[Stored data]
========

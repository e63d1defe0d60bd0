use std::path::PathBuf;

use image::GrayImage;
use tracing::debug;

use crate::detection::preprocessing::PreprocessConfig;
use crate::detection::steps::{BlurStep, EdgeDetectionStep, EqualizeStep, ThresholdStep};
use crate::error::{Result, ScanError};
use crate::models::Frame;
use crate::ops::ImageOps;

/// Output of frame preprocessing
#[derive(Debug, Clone)]
pub struct Preprocessed {
    /// Grayscale frame before any filtering, used for intensity sampling
    pub gray: GrayImage,
    /// Binary edge map with the same dimensions as the frame
    pub edges: GrayImage,
}

/// Debug configuration for pipeline execution
#[derive(Clone, Debug)]
pub struct DebugConfig {
    /// Root directory for debug outputs
    pub output_dir: PathBuf,
}

/// Context available to all pipeline steps
pub struct PipelineContext<'a> {
    pub ops: &'a dyn ImageOps,
}

/// A single stage that turns one grayscale buffer into a new one
pub trait PipelineStep: Send + Sync {
    fn process(&self, image: GrayImage, context: &PipelineContext) -> Result<GrayImage>;

    /// Human-readable name for this step (used in logs and debug directories)
    fn name(&self) -> &str;
}

/// Composable preprocessing pipeline: grayscale conversion followed by the configured steps
pub struct Pipeline {
    steps: Vec<Box<dyn PipelineStep>>,
    debug: Option<DebugConfig>,
}

impl Pipeline {
    /// Create a new empty pipeline
    pub fn new() -> Self {
        Self {
            steps: Vec::new(),
            debug: None,
        }
    }

    /// Build the fixed-order preprocessing chain described by `config`:
    /// blur, optional equalization, optional threshold, edge detection.
    pub fn from_config(config: &PreprocessConfig) -> Self {
        let mut pipeline = Self::new().add_step(Box::new(BlurStep {
            kernel_size: config.blur_kernel,
        }));
        if config.equalize {
            pipeline = pipeline.add_step(Box::new(EqualizeStep));
        }
        if let Some(mode) = config.threshold {
            pipeline = pipeline.add_step(Box::new(ThresholdStep { mode }));
        }
        pipeline.add_step(Box::new(EdgeDetectionStep {
            low_threshold: config.canny_low,
            high_threshold: config.canny_high,
        }))
    }

    /// Enable debug mode with output directory
    /// The directory must be empty or non-existent
    pub fn with_debug(mut self, output_dir: PathBuf) -> Result<Self> {
        if output_dir.exists() {
            let entries = std::fs::read_dir(&output_dir)?;
            if entries.count() > 0 {
                return Err(ScanError::Precondition(format!(
                    "debug directory is not empty: {}",
                    output_dir.display()
                )));
            }
        } else {
            std::fs::create_dir_all(&output_dir)?;
        }

        self.debug = Some(DebugConfig { output_dir });
        Ok(self)
    }

    /// Add a processing step to the pipeline
    pub fn add_step(mut self, step: Box<dyn PipelineStep>) -> Self {
        self.steps.push(step);
        self
    }

    pub fn step_names(&self) -> Vec<&str> {
        self.steps.iter().map(|s| s.name()).collect()
    }

    /// Run grayscale conversion and every step on `frame`
    pub fn run(&self, frame: &Frame, ops: &dyn ImageOps) -> Result<Preprocessed> {
        if frame.is_empty() {
            return Err(ScanError::InputUnavailable(format!(
                "frame has zero dimensions ({}x{})",
                frame.width(),
                frame.height()
            )));
        }

        let context = PipelineContext { ops };

        let gray = ops.grayscale(&frame.image);
        self.save_debug_output(0, "grayscale", &gray)?;

        let mut image = gray.clone();
        for (step_idx, step) in self.steps.iter().enumerate() {
            image = step.process(image, &context)?;
            debug!(step = step.name(), "Preprocessing step complete");
            self.save_debug_output(step_idx + 1, step.name(), &image)?;
        }

        Ok(Preprocessed { gray, edges: image })
    }

    fn save_debug_output(&self, index: usize, step_name: &str, image: &GrayImage) -> Result<()> {
        let Some(debug_config) = &self.debug else {
            return Ok(());
        };

        let filename = format!(
            "{:02}_{}.png",
            index,
            step_name.to_lowercase().replace(' ', "_")
        );
        let output_path = debug_config.output_dir.join(&filename);
        image.save(&output_path)?;
        debug!(path = %output_path.display(), "Saved debug image");
        Ok(())
    }
}

impl Default for Pipeline {
    fn default() -> Self {
        Self::new()
    }
}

========

## Exercise brief
Based on the records above, how many lines hold the string "crate"? Answer with the number by itself.

## Result of this exercise
5